A shaggy haired man holds a sign reading "who do I have to screw 4a haircut" out of his cars sunroof. | Chava Sanchez/LAist
A shaggy haired man holds a sign reading "who do I have to screw 4a haircut" out of his cars sunroof. | Chava Sanchez/LAist

And some hair treatments require routine maintenance to avoid potentially dire consequences.

The L.A.-area salon owner, who primarily does black women's hair, told me, "relaxers, or hair extensions, if they're not kept up, your hair could fall out. You should replace it every two months."

Haircuts — at least good ones — also just make us feel good about ourselves. And L.A. Mayor Eric Garcetti said he gets that. But public health takes precedent.

"We all have very close relationships with people who cut our hair," he said when I asked him about haircuts last week. "We know them well, they know us well. It's a moment of relaxation. And for many people, it's about how they feel about themselves. But, the state has been clear: it's one of the more dangerous and risky activities, even done with appointments only."

Garcetti's said his wife is cutting his hair right now, with shears purchased on Amazon.

IS IT WORTH THE RISK?

Some researchers studying reopening have ranked businesses based on their economic importance and risk of transmitting the coronavirus. Barber shops and nail salons fall somewhere in the middle.

"They obviously involve contact between customers and employees. People often tend to stay for a while," said Katherine Baicker, the dean of the Harris School of Public Policy at the University of Chicago, who wrote an op-ed about the relative risk of different businesses in The New York Times. "That said, they're often not that big, or not that busy."
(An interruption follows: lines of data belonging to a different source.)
//! Collision predicates between the avatar circle, the screen bounds and the
//! pillar obstacles.
//!
//! The pillar test is deliberately coarse: the avatar is treated as its
//! bounding box against each pillar. Everything here is pure.

use glam::Vec2;

use super::state::Obstacle;

/// Avatar touches or crosses the top or bottom edge of the viewport.
/// Inclusive at the limit: `y - r == 0` collides.
#[inline]
pub fn circle_out_of_bounds(center: Vec2, radius: f32, viewport_height: f32) -> bool {
    center.y - radius <= 0.0 || center.y + radius >= viewport_height
}

/// Avatar horizontal span overlaps the obstacle's horizontal span (strict)
#[inline]
pub fn overlaps_horizontally(center: Vec2, radius: f32, obstacle: &Obstacle) -> bool {
    center.x + radius > obstacle.x && center.x - radius < obstacle.right()
}

/// Avatar hits the top or bottom segment of a single obstacle
pub fn circle_hits_obstacle(center: Vec2, radius: f32, obstacle: &Obstacle) -> bool {
    if !overlaps_horizontally(center, radius, obstacle) {
        return false;
    }
    let above_gap = center.y - radius < obstacle.gap_top;
    let below_gap = center.y + radius > obstacle.gap_bottom;
    above_gap || below_gap
}

/// Terminal collision check run every tick while playing.
/// All obstacles are checked; order doesn't matter.
pub fn is_colliding(
    center: Vec2,
    radius: f32,
    obstacles: &[Obstacle],
    viewport_height: f32,
) -> bool {
    circle_out_of_bounds(center, radius, viewport_height)
        || obstacles
            .iter()
            .any(|o| circle_hits_obstacle(center, radius, o))
}

#[cfg(test)]
mod tests {
    use super::*;

    const HEIGHT: f32 = 720.0;

    fn pillar(x: f32, width: f32, gap_top: f32, gap_bottom: f32) -> Obstacle {
        Obstacle::new(1, x, width, gap_top, gap_bottom, HEIGHT)
    }

    #[test]
    fn test_top_bound_is_inclusive() {
        // y - r == 0 collides, y - r == 1 doesn't
        assert!(circle_out_of_bounds(Vec2::new(100.0, 5.0), 5.0, HEIGHT));
        assert!(!circle_out_of_bounds(Vec2::new(100.0, 6.0), 5.0, HEIGHT));
    }

    #[test]
    fn test_bottom_bound_is_inclusive() {
        assert!(circle_out_of_bounds(Vec2::new(100.0, HEIGHT - 5.0), 5.0, HEIGHT));
        assert!(!circle_out_of_bounds(Vec2::new(100.0, HEIGHT - 6.0), 5.0, HEIGHT));
    }

    #[test]
    fn test_obstacle_above_gap() {
        // Obstacle spans [X-5, X+5]
        let x = 320.0;
        let obstacles = [pillar(x - 5.0, 10.0, 100.0, 300.0)];

        // Top edge 85 < 100
        assert!(is_colliding(Vec2::new(x, 90.0), 5.0, &obstacles, HEIGHT));
        // Inside the gap
        assert!(!is_colliding(Vec2::new(x, 200.0), 5.0, &obstacles, HEIGHT));
    }

    #[test]
    fn test_obstacle_below_gap() {
        let obstacles = [pillar(300.0, 80.0, 100.0, 300.0)];
        assert!(is_colliding(Vec2::new(320.0, 298.0), 5.0, &obstacles, HEIGHT));
        assert!(!is_colliding(Vec2::new(320.0, 295.0), 5.0, &obstacles, HEIGHT));
    }

    #[test]
    fn test_no_horizontal_overlap_is_safe() {
        let obstacles = [pillar(400.0, 80.0, 100.0, 300.0)];
        // Touching the leading edge exactly is not an overlap
        assert!(!is_colliding(Vec2::new(395.0, 50.0), 5.0, &obstacles, HEIGHT));
        assert!(is_colliding(Vec2::new(396.0, 50.0), 5.0, &obstacles, HEIGHT));
        // Past the trailing edge
        assert!(!is_colliding(Vec2::new(485.0, 50.0), 5.0, &obstacles, HEIGHT));
    }

    #[test]
    fn test_checks_every_obstacle() {
        let obstacles = [
            pillar(900.0, 80.0, 100.0, 300.0),
            pillar(300.0, 80.0, 400.0, 600.0),
        ];
        assert!(is_colliding(Vec2::new(320.0, 200.0), 5.0, &obstacles, HEIGHT));
    }
}
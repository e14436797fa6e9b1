//! Browser host bindings
//!
//! Exposes the session entry points to JavaScript. The page owns rendering,
//! the frame scheduler (`requestAnimationFrame`) and the quit confirmation
//! dialog; it forwards inputs here and reads snapshots/events back as JSON.

use wasm_bindgen::prelude::*;

use crate::audio::{AudioManager, sound_for};
use crate::persistence::LocalStorageStore;
use crate::settings::Settings;
use crate::sim::{Game, GameEvent};
use crate::tuning::SimulationConfig;

#[wasm_bindgen(start)]
pub fn wasm_start() {
    console_error_panic_hook::set_once();
    // A second init (hot reload) is harmless
    let _ = console_log::init_with_level(log::Level::Info);
    log::info!("Pillar Flap starting...");
}

/// Game instance held by the page
#[wasm_bindgen]
pub struct WebGame {
    game: Game,
    settings: Settings,
    audio: AudioManager,
    /// Events drained from the core but not yet collected by the page
    pending: Vec<GameEvent>,
}

#[wasm_bindgen]
impl WebGame {
    /// New session sized to the canvas. `config_json` may hold tuning overrides.
    #[wasm_bindgen(constructor)]
    pub fn new(width: f32, height: f32, config_json: Option<String>) -> WebGame {
        let config = config_json
            .and_then(|json| match SimulationConfig::from_json(&json) {
                Ok(config) => Some(config),
                Err(e) => {
                    log::warn!("Ignoring invalid tuning override: {}", e);
                    None
                }
            })
            .unwrap_or_default()
            .with_viewport(width, height);

        WebGame {
            game: Game::new(config),
            settings: Settings::load_from(&LocalStorageStore),
            audio: AudioManager::new(),
            pending: Vec::new(),
        }
    }

    pub fn start(&mut self) {
        self.audio.resume();
        self.game.on_start();
        self.collect();
    }

    pub fn flap(&mut self) {
        self.game.on_flap_input();
    }

    pub fn request_quit(&mut self) {
        self.game.on_quit_requested();
        self.collect();
    }

    pub fn confirm_quit(&mut self) {
        self.game.on_quit_confirmed();
        self.collect();
    }

    pub fn retry(&mut self) {
        self.audio.resume();
        self.game.on_retry();
        self.collect();
    }

    pub fn back_to_menu(&mut self) {
        self.game.on_back_to_menu();
        self.collect();
    }

    /// Advance by one animation frame
    pub fn tick(&mut self, dt_ms: f32) {
        self.game.tick(dt_ms);
        self.collect();
    }

    /// Current run state, score, avatar, obstacles and countdown as JSON
    pub fn snapshot_json(&self) -> String {
        serde_json::to_string(&self.game.snapshot()).unwrap_or_default()
    }

    /// Events since the last call, as a JSON array
    pub fn drain_events_json(&mut self) -> String {
        let events = std::mem::take(&mut self.pending);
        serde_json::to_string(&events).unwrap_or_default()
    }

    pub fn best_score(&self) -> u32 {
        self.game.best_score()
    }

    pub fn settings_json(&self) -> String {
        self.settings.to_json()
    }

    /// Apply and persist settings from the settings panel
    pub fn save_settings(
        &mut self,
        avatar_color: String,
        eye_size: u32,
        volume_percent: i32,
        muted: bool,
    ) {
        let mut settings = Settings {
            avatar_color,
            eye_size,
            muted,
            ..Settings::default()
        };
        settings.set_volume_percent(volume_percent);
        self.settings = settings.sanitized();

        let mut store = LocalStorageStore;
        if let Err(e) = self.settings.save_to(&mut store) {
            log::warn!("Failed to save settings: {}", e);
        }
    }
}

impl WebGame {
    /// Pull events out of the core, play their sounds, queue them for the page
    fn collect(&mut self) {
        for event in self.game.drain_events() {
            if let Some(effect) = sound_for(&event) {
                self.audio.play(effect, &self.settings);
            }
            // Per-frame snapshots are read through snapshot_json instead
            if !matches!(event, GameEvent::FrameReady(_)) {
                self.pending.push(event);
            }
        }
    }
}
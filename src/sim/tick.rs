//! Per-frame simulation step and countdown advance
//!
//! Both functions are driven by the host's frame callback through
//! `Game::tick`; there is no scheduling in here, only state stepping.

use rand::Rng;

use super::collision::is_colliding;
use super::state::{GameEvent, GameState, RunState};
use crate::tuning::SimulationConfig;

/// Result of one frame loop step
#[derive(Debug, Clone, Copy, PartialEq, Eq)]
pub enum FrameOutcome {
    /// Nothing happened (not playing)
    Skipped,
    /// Frame simulated, run continues
    Continue,
    /// Avatar hit an obstacle or the bounds; the run must end
    Collided,
}

/// Advance a playing run by one frame.
///
/// Order: physics, spawn timer, scroll/evict, scoring, collision, frame-ready.
/// A no-op unless `state.run_state` is `Playing`.
pub fn step_frame<R: Rng>(
    state: &mut GameState,
    config: &SimulationConfig,
    rng: &mut R,
    dt_ms: f32,
    events: &mut Vec<GameEvent>,
) -> FrameOutcome {
    if state.run_state != RunState::Playing {
        return FrameOutcome::Skipped;
    }

    state.time_ticks += 1;

    state.avatar.integrate(
        dt_ms,
        config.gravity,
        config.gravity_mode,
        config.frame_normalization,
    );

    state.obstacles.update_spawn_timer(dt_ms, rng, config);

    state.obstacles.advance(
        dt_ms,
        config.obstacle_speed,
        config.frame_normalization,
        config.despawn_margin,
    );

    for obstacle_id in state.obstacles.score_crossings(state.avatar.pos.x) {
        events.push(GameEvent::ObstaclePassed { obstacle_id });
        if state.award_point(config.max_score) {
            events.push(GameEvent::ScoreIncreased { score: state.score });
        }
    }

    if is_colliding(
        state.avatar.pos,
        state.avatar.radius,
        state.obstacles.as_slice(),
        config.viewport_height,
    ) {
        return FrameOutcome::Collided;
    }

    events.push(GameEvent::FrameReady(state.snapshot()));
    FrameOutcome::Continue
}

/// Advance the pre-run countdown. One decrement per `countdown_step_ms`;
/// each new value is announced. Returns true once it reaches zero.
pub fn advance_countdown(
    state: &mut GameState,
    config: &SimulationConfig,
    dt_ms: f32,
    events: &mut Vec<GameEvent>,
) -> bool {
    if state.run_state != RunState::Counting {
        return false;
    }
    let Some(countdown) = state.countdown.as_mut() else {
        return true;
    };
    if countdown.remaining == 0 {
        return true;
    }

    countdown.elapsed_ms += dt_ms;
    while countdown.elapsed_ms >= config.countdown_step_ms {
        countdown.elapsed_ms -= config.countdown_step_ms;
        countdown.remaining -= 1;
        events.push(GameEvent::CountdownTick {
            remaining: countdown.remaining,
        });
        if countdown.remaining == 0 {
            return true;
        }
    }
    false
}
Another researcher, Seth Gordon Benzell, said home visits may actually be safer than going to a salon.

"What's really dangerous is people sitting around in crowded, small barber shops," said Benzell, a postdoctoral associate at MIT who recently wrote a paperexamining the risk of re-opening various kinds of businesses.

At home, there are fewer people around, and at home you may feel more comfortable insisting your stylist and whomever else is around wear a mask and do appropriate social distancing.

But given that people are getting pretty tired of staying at home — and are growing some pretty shaggy manes — it seems like something is going to have to give.

As we decide how to go back out in public, Benzell said it's helpful to think about what he calls a "social contact budget." Each person has to decide how much risk they're willing to take on and then divvy up their physical interactions accordingly.

"You should ask yourself, 'Do I really want to be spending my limited social contact budget on this?'" Benzell said of haircuts, "'or is there something more important I want to spend my very few human interactions that I'm allowing myself on?'"

Maybe for you, a haircut is worth it.

If not, you could always pay a barber to guide you, via FaceTime, while you cut your own hair. Because thanks to the coronavirus, that is a real thing.

Correction: A previous version of this story incorrectly spelled Melissa Sprout's last name. It also stated that Sprout questioned the O.C. Board of Supervisors on a video call, which was incorrect. LAist regrets the error.